_WHAT YOU NEED TO DO:_
Would you output the entries below only from the line containing "filename failwatch-client/src/executions.rs" through the line containing "in server order", exactly as they stand and with both ends included?

Data excerpts

- - -

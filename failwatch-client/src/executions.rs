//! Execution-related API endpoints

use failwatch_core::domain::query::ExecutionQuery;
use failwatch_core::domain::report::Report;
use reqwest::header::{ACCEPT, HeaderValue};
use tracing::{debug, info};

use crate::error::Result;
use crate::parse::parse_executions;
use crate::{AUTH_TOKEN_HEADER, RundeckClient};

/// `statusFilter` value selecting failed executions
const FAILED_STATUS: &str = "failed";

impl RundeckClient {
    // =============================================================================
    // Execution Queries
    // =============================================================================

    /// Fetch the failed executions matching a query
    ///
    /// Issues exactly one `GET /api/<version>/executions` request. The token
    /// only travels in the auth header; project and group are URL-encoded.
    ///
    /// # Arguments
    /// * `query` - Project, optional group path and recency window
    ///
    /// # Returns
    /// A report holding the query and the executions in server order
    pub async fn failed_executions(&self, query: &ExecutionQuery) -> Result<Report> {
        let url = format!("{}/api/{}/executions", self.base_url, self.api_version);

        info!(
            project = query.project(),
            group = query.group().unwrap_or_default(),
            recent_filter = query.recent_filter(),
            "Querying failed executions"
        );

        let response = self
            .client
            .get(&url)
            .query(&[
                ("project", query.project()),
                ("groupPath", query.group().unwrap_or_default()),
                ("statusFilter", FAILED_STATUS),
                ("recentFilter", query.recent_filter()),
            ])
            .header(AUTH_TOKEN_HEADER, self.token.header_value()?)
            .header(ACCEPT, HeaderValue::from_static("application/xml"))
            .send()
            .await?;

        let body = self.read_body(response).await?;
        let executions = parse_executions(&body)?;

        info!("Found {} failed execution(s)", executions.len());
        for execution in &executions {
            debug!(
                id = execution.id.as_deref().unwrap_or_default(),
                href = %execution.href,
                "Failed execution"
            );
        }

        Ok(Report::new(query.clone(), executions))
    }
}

- - -

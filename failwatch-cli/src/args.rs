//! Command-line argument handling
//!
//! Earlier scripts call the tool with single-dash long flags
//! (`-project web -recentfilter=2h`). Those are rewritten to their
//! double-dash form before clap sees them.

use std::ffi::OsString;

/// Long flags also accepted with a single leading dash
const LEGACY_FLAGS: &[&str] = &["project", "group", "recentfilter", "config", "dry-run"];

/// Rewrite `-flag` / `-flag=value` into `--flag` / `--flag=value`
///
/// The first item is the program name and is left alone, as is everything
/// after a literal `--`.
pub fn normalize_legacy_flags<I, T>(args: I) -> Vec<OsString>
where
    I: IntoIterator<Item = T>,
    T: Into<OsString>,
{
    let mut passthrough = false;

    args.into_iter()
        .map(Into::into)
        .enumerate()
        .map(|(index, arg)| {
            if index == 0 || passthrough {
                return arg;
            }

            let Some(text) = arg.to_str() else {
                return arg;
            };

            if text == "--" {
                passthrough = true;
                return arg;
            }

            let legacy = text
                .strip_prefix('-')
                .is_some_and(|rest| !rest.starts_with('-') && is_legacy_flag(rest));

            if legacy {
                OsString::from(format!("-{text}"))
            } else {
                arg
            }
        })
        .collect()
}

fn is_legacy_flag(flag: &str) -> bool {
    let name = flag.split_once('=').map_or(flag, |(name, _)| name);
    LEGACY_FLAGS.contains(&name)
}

- - -

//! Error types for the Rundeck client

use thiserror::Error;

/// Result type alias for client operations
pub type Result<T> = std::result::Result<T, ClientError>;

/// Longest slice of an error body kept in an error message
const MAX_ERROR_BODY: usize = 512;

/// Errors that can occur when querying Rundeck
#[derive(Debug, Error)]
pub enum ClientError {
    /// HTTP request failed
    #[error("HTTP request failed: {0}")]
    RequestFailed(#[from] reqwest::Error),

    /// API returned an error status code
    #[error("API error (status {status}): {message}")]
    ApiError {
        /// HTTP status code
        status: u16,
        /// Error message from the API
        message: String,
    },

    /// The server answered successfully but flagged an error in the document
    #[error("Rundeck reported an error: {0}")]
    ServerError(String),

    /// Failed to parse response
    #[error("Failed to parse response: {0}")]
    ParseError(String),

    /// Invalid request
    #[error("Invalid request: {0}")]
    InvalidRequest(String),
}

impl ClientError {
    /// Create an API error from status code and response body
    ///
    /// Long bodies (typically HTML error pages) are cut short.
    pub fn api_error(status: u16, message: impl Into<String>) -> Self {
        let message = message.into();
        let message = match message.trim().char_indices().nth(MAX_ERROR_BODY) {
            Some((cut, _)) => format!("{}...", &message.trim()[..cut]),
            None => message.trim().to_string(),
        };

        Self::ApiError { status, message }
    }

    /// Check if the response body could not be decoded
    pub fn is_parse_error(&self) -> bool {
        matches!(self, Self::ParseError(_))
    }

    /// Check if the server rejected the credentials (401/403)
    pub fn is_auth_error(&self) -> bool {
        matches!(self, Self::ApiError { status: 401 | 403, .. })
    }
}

- - -

_RESULT OF THIS TASK:_
filename failwatch-client/src/executions.rs
//! Execution-related API endpoints

use failwatch_core::domain::query::ExecutionQuery;
use failwatch_core::domain::report::Report;
use reqwest::header::{ACCEPT, HeaderValue};
use tracing::{debug, info};

use crate::error::Result;
use crate::parse::parse_executions;
use crate::{AUTH_TOKEN_HEADER, RundeckClient};

/// `statusFilter` value selecting failed executions
const FAILED_STATUS: &str = "failed";

impl RundeckClient {
    // =============================================================================
    // Execution Queries
    // =============================================================================

    /// Fetch the failed executions matching a query
    ///
    /// Issues exactly one `GET /api/<version>/executions` request. The token
    /// only travels in the auth header; project and group are URL-encoded.
    ///
    /// # Arguments
    /// * `query` - Project, optional group path and recency window
    ///
    /// # Returns
    /// A report holding the query and the executions in server order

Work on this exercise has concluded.